Figure 5

Effect of Ccn2-deficient osteocytes on osteoclastogenesis of GST-RANKL-treated RAW264.7 cells. (A) Illustration of co-culture system of collagen gel-embedded WT and KO osteocyte-enriched population of cells and RANKL-treated RAW264.7 cells. (B) WT and KO mice at 1 month of age were injected with tamoxifen, and after 1 month, femurs were collected. Then, osteocyte-enriched cell population was isolated from WT and KO mice and cultured for 2 days. Thereafter, WT and KO osteocyte-enriched populations were embedded into collagen gel at a density of 5 × 10⁴/well in 24-well plates. After having been cultivated for 2 days, RAW264.7 cells were inoculated onto the gel and treated with GST-RANKL for 2 days. Then, cell lysates were prepared; and Western blot analysis was performed by using anti-NFATc1, CTSK and β-actin antibodies. (C) The amounts of NFATc1 and CTSK were determined densitometrically and were normalized to the amount of β-actin.
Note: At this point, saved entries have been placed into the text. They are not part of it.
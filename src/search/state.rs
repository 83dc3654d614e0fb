//! Sweep checkpoint persistence for resume capability

use chrono::{DateTime, Utc};
use serde::{Deserialize, Serialize};
use std::path::{Path, PathBuf};

use crate::error::{Result, SweepError};

/// Persistent sweep checkpoint
#[derive(Debug, Clone, Serialize, Deserialize)]
pub struct SweepState {
    /// Sweep identifier
    pub sweep_id: String,
    /// Archive being attacked
    pub archive: PathBuf,
    /// Oldest candidate not yet finished by a worker. Passing it back as the
    /// skip-ahead target re-tests it and everything after it.
    pub resume_from: Option<String>,
    /// Candidates handed to workers
    pub emitted_count: u64,
    /// Candidates with a final verdict
    pub checked_count: u64,
    /// Recovered password, once found
    #[serde(default)]
    pub found: Option<String>,
    /// Sweep start time
    pub started_at: DateTime<Utc>,
    /// Last update time
    pub updated_at: DateTime<Utc>,
    /// Sweep finished (found or exhausted)
    pub completed: bool,
}

impl SweepState {
    /// Create a new sweep state
    pub fn new(archive: impl Into<PathBuf>) -> Self {
        let now = Utc::now();
        Self {
            sweep_id: format!("sweep_{}", now.format("%Y%m%d_%H%M%S")),
            archive: archive.into(),
            resume_from: None,
            emitted_count: 0,
            checked_count: 0,
            found: None,
            started_at: now,
            updated_at: now,
            completed: false,
        }
    }

    /// Load state from file
    pub fn load(path: &Path) -> Result<Self> {
        let content = std::fs::read_to_string(path).map_err(|e| {
            SweepError::io(e.to_string(), Some(path.to_string_lossy().to_string()))
        })?;

        serde_json::from_str(&content).map_err(|e| SweepError::parse(e.to_string(), Some(content)))
    }

    /// Load state if the file exists and belongs to `archive`
    pub fn load_for(path: &Path, archive: &Path) -> Result<Option<Self>> {
        if !path.exists() {
            return Ok(None);
        }
        let state = Self::load(path)?;
        if state.archive != archive {
            tracing::warn!(
                state = %path.display(),
                recorded = %state.archive.display(),
                archive = %archive.display(),
                "Checkpoint belongs to a different archive, ignoring it"
            );
            return Ok(None);
        }
        Ok(Some(state))
    }

    /// Save state to file
    pub fn save(&self, path: &Path) -> Result<()> {
        if let Some(parent) = path.parent().filter(|p| !p.as_os_str().is_empty()) {
            std::fs::create_dir_all(parent).map_err(|e| {
                SweepError::io(e.to_string(), Some(parent.to_string_lossy().to_string()))
            })?;
        }

        let content = serde_json::to_string_pretty(self)?;

        // Write-then-rename so an interrupted save never truncates the checkpoint.
        let tmp = path.with_extension("tmp");
        std::fs::write(&tmp, content).map_err(|e| {
            SweepError::io(e.to_string(), Some(tmp.to_string_lossy().to_string()))
        })?;
        std::fs::rename(&tmp, path).map_err(|e| {
            SweepError::io(e.to_string(), Some(path.to_string_lossy().to_string()))
        })
    }

    /// Update progress
    pub fn update_progress(&mut self, resume_from: Option<String>, emitted: u64, checked: u64) {
        self.resume_from = resume_from;
        self.emitted_count = emitted;
        self.checked_count = checked;
        self.updated_at = Utc::now();
    }

    /// Mark as completed, with the password if one was found
    pub fn mark_completed(&mut self, found: Option<String>) {
        self.found = found;
        self.resume_from = None;
        self.completed = true;
        self.updated_at = Utc::now();
    }

    /// Skip-ahead target for an unfinished sweep
    pub fn resume_target(&self) -> Option<Vec<u8>> {
        if self.completed {
            return None;
        }
        self.resume_from.as_ref().map(|s| s.as_bytes().to_vec())
    }
}
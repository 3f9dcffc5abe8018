//! Error handling for taxi trip processing operations.
//!
//! Provides error types with context for dataset loading, cleaning,
//! filtering, and aggregate computation failures.

use std::path::PathBuf;
use thiserror::Error;

#[derive(Error, Debug)]
pub enum TaxiError {
    #[error("IO error: {0}")]
    Io(#[from] std::io::Error),

    #[error("Polars error: {0}")]
    Polars(#[from] polars::error::PolarsError),

    #[error("Dataset not found at path: {path}")]
    DatasetNotFound { path: PathBuf },

    #[error("Zone lookup not found at path: {path}")]
    ZoneLookupNotFound { path: PathBuf },

    #[error("Missing required column '{column}' in {path}")]
    MissingColumn { column: String, path: PathBuf },

    #[error("Invalid filter selection: {reason}")]
    InvalidFilter { reason: String },

    #[error("Configuration error: {message}")]
    Configuration { message: String },

    #[error("Processing failed for {path}: {reason}")]
    ProcessingFailed { path: PathBuf, reason: String },
}

impl TaxiError {
    /// Create a configuration error from any displayable message
    pub fn configuration(message: impl Into<String>) -> Self {
        Self::Configuration {
            message: message.into(),
        }
    }

    /// Create an invalid filter error
    pub fn invalid_filter(reason: impl Into<String>) -> Self {
        Self::InvalidFilter {
            reason: reason.into(),
        }
    }

    /// Create a processing failure with file context
    pub fn processing_failed(path: impl Into<PathBuf>, reason: impl Into<String>) -> Self {
        Self::ProcessingFailed {
            path: path.into(),
            reason: reason.into(),
        }
    }

    /// Create a missing column error with file context
    pub fn missing_column(column: impl Into<String>, path: impl Into<PathBuf>) -> Self {
        Self::MissingColumn {
            column: column.into(),
            path: path.into(),
        }
    }
}

pub type Result<T> = std::result::Result<T, TaxiError>;
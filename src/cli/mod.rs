//! CLI modules: argument definitions, interactive input, and command
//! implementations.

pub mod args;
pub mod commands;
pub mod input;
//! Shared helpers for command implementations
//!
//! Logging setup, configuration layering, and default path resolution
//! used by the process, report, and dashboard commands.

use crate::config::AppConfig;
use crate::error::Result;
use std::path::{Path, PathBuf};
use tracing::debug;

/// Set up structured logging on stderr.
///
/// RUST_LOG takes precedence when set; otherwise the CLI verbosity flags
/// pick the level for this crate only.
pub fn setup_logging(log_level: &str, quiet: bool) -> Result<()> {
    use tracing_subscriber::{EnvFilter, fmt, layer::SubscriberExt, util::SubscriberInitExt};

    let filter = EnvFilter::try_from_default_env()
        .unwrap_or_else(|_| EnvFilter::new(format!("taxi_processor={}", log_level)));

    if quiet {
        tracing_subscriber::registry()
            .with(filter)
            .with(
                fmt::layer()
                    .with_target(false)
                    .with_level(true)
                    .with_writer(std::io::stderr)
                    .compact(),
            )
            .init();
    } else {
        tracing_subscriber::registry()
            .with(filter)
            .with(
                fmt::layer()
                    .with_target(false)
                    .with_level(true)
                    .with_timer(fmt::time::uptime())
                    .with_writer(std::io::stderr),
            )
            .init();
    }

    debug!("Logging initialized at level: {}", log_level);
    Ok(())
}

/// Load configuration with layered resolution.
///
/// An explicitly passed file must parse; otherwise the default location
/// is used when present, and built-in defaults apply when it is not.
pub fn load_configuration(config_file: Option<&Path>) -> Result<AppConfig> {
    if let Some(path) = config_file {
        return AppConfig::from_file(path);
    }

    if let Some(default_path) = AppConfig::default_config_file() {
        if default_path.exists() {
            debug!("Using default config file: {}", default_path.display());
            return AppConfig::from_file(&default_path);
        }
    }

    Ok(AppConfig::default())
}

/// Resolve the processed dataset path from an override or the fixed
/// configured location
pub fn resolve_data_path(override_path: Option<&Path>, config: &AppConfig) -> PathBuf {
    override_path
        .map(Path::to_path_buf)
        .unwrap_or_else(|| config.paths.processed_dataset.clone())
}

/// Resolve the zone lookup path from an override or the fixed configured
/// location
pub fn resolve_zones_path(override_path: Option<&Path>, config: &AppConfig) -> PathBuf {
    override_path
        .map(Path::to_path_buf)
        .unwrap_or_else(|| config.paths.zone_lookup.clone())
}
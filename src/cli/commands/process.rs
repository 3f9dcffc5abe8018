//! Process command implementation
//!
//! Runs the cleaning/feature pipeline: raw trip CSVs in, enriched
//! Parquet dataset and drop audit out.

use super::shared::{load_configuration, setup_logging};
use crate::cli::args::ProcessArgs;
use crate::constants::{DEFAULT_DATA_DIR, PROCESSED_DATASET_FILENAME};
use crate::error::{Result, TaxiError};
use crate::models::PipelineStats;
use crate::pipeline::{TripPipeline, print_pipeline_summary};
use std::path::{Path, PathBuf};
use tracing::{debug, info};

/// Run the cleaning pipeline with the provided arguments
pub fn run_process(args: ProcessArgs) -> Result<PipelineStats> {
    setup_logging(args.get_log_level(), args.quiet)?;

    info!("Starting taxi trip processing");
    debug!("Command line arguments: {:?}", args);

    args.validate()?;

    let config = load_configuration(args.config_file.as_deref())?;

    let output_path = args.output_path.clone().unwrap_or_else(|| {
        Path::new(DEFAULT_DATA_DIR).join(PROCESSED_DATASET_FILENAME)
    });

    check_output_path(&output_path, args.force_overwrite)?;

    let mut pipeline =
        TripPipeline::new(args.input_path.clone(), output_path).with_config(config);
    if !args.show_progress() {
        pipeline = pipeline.without_progress();
    }

    let stats = pipeline.run()?;

    if !args.quiet {
        print_pipeline_summary(&stats);
    }

    info!(
        "Processing finished: {} rows written to {}",
        stats.rows_written,
        stats.output_path.display()
    );

    Ok(stats)
}

/// Refuse to clobber an existing output file unless forced
fn check_output_path(output_path: &PathBuf, force: bool) -> Result<()> {
    if output_path.exists() && !force {
        return Err(TaxiError::configuration(format!(
            "Output file already exists: {} (use --force to overwrite)",
            output_path.display()
        )));
    }
    Ok(())
}

#[cfg(test)]
mod tests {
    use super::*;

    #[test]
    fn test_check_output_path() {
        let dir = tempfile::TempDir::new().unwrap();
        let fresh = dir.path().join("new.parquet");
        assert!(check_output_path(&fresh, false).is_ok());

        let existing = dir.path().join("existing.parquet");
        std::fs::write(&existing, b"placeholder").unwrap();
        assert!(check_output_path(&existing, false).is_err());
        assert!(check_output_path(&existing, true).is_ok());
    }
}
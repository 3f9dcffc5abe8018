//! Application constants for the taxi trip processor
//!
//! This module contains column name constants, payment type codes,
//! default paths, and formatting helpers used throughout the application.

// =============================================================================
// Column Name Constants
// =============================================================================

/// Column names in raw and enriched TLC trip data
pub mod columns {
    // Raw TLC yellow taxi columns
    pub const PICKUP_DATETIME: &str = "tpep_pickup_datetime";
    pub const DROPOFF_DATETIME: &str = "tpep_dropoff_datetime";
    pub const PU_LOCATION_ID: &str = "PULocationID";
    pub const DO_LOCATION_ID: &str = "DOLocationID";
    pub const TRIP_DISTANCE: &str = "trip_distance";
    pub const FARE_AMOUNT: &str = "fare_amount";
    pub const TOTAL_AMOUNT: &str = "total_amount";
    pub const PAYMENT_TYPE: &str = "payment_type";
    pub const PASSENGER_COUNT: &str = "passenger_count";

    // Derived columns added by the cleaning pipeline
    pub const DURATION_MINUTES: &str = "trip_duration_minutes";
    pub const SPEED_MPH: &str = "speed_mph";
    pub const PICKUP_HOUR: &str = "pickup_hour";
    pub const PICKUP_DAY_OF_WEEK: &str = "pickup_day_of_week";
}

/// Column names in the TLC taxi zone lookup table
pub mod zone_columns {
    pub const LOCATION_ID: &str = "LocationID";
    pub const BOROUGH: &str = "Borough";
    pub const ZONE: &str = "Zone";
    pub const SERVICE_ZONE: &str = "service_zone";
}

// =============================================================================
// Payment Type Constants
// =============================================================================

/// Payment type codes as defined in the TLC data dictionary
pub mod payment_types {
    /// Paid by credit card
    pub const CREDIT_CARD: i64 = 1;

    /// Paid in cash
    pub const CASH: i64 = 2;

    /// No charge recorded for the trip
    pub const NO_CHARGE: i64 = 3;

    /// Disputed fare
    pub const DISPUTE: i64 = 4;

    /// Payment type unknown
    pub const UNKNOWN: i64 = 5;

    /// Voided trip
    pub const VOIDED_TRIP: i64 = 6;

    /// All payment type codes in the TLC data dictionary
    pub const ALL: &[i64] = &[CREDIT_CARD, CASH, NO_CHARGE, DISPUTE, UNKNOWN, VOIDED_TRIP];
}

/// Get a human-readable description for a payment type code
pub fn payment_type_description(code: i64) -> &'static str {
    match code {
        payment_types::CREDIT_CARD => "Credit card",
        payment_types::CASH => "Cash",
        payment_types::NO_CHARGE => "No charge",
        payment_types::DISPUTE => "Dispute",
        payment_types::UNKNOWN => "Unknown",
        payment_types::VOIDED_TRIP => "Voided trip",
        _ => "Other",
    }
}

// =============================================================================
// Temporal Constants
// =============================================================================

/// Timestamp format used in TLC CSV exports
pub const TIMESTAMP_FORMAT: &str = "%Y-%m-%d %H:%M:%S";

/// Date format accepted for filter arguments
pub const DATE_FORMAT: &str = "%Y-%m-%d";

/// Hours in a day, the width of the day/hour trip matrix
pub const HOURS_PER_DAY: usize = 24;

/// Days in a week, the height of the day/hour trip matrix
pub const DAYS_PER_WEEK: usize = 7;

/// Weekday labels indexed by day-of-week (0 = Monday)
pub const WEEKDAY_LABELS: &[&str] = &["Mon", "Tue", "Wed", "Thu", "Fri", "Sat", "Sun"];

/// Get the label for a day-of-week index (0 = Monday)
pub fn weekday_label(day: i64) -> &'static str {
    WEEKDAY_LABELS
        .get(day as usize)
        .copied()
        .unwrap_or("unknown")
}

// =============================================================================
// File and Directory Constants
// =============================================================================

/// Default data directory, relative to the working directory
pub const DEFAULT_DATA_DIR: &str = "data";

/// Processed dataset filename within the data directory
pub const PROCESSED_DATASET_FILENAME: &str = "cleaned_trips.parquet";

/// Zone lookup filename within the data directory
pub const ZONE_LOOKUP_FILENAME: &str = "taxi_zone_lookup.csv";

/// Configuration directory name under the platform config root
pub const CONFIG_DIR_NAME: &str = "taxi-processor";

/// Configuration filename within the config directory
pub const CONFIG_FILENAME: &str = "config.toml";

// =============================================================================
// Dashboard Defaults
// =============================================================================

/// Number of bins in the trip distance histogram
pub const DEFAULT_HISTOGRAM_BINS: usize = 40;

/// Number of zones shown in the top pickup zones view
pub const DEFAULT_TOP_ZONE_COUNT: usize = 10;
Graph shows the relative density of NFATc1 (upper) and CTSK (lower) in WT (n = 3) or KO cells (n = 3). In these graphs, the ordinate indicates the relative ratio with respect to the sample from WT cells (ratio = 1.0), and bars represent mean and standard deviation. The data were analyzed by Student t-test, and p < 0.05 (*) was considered significant.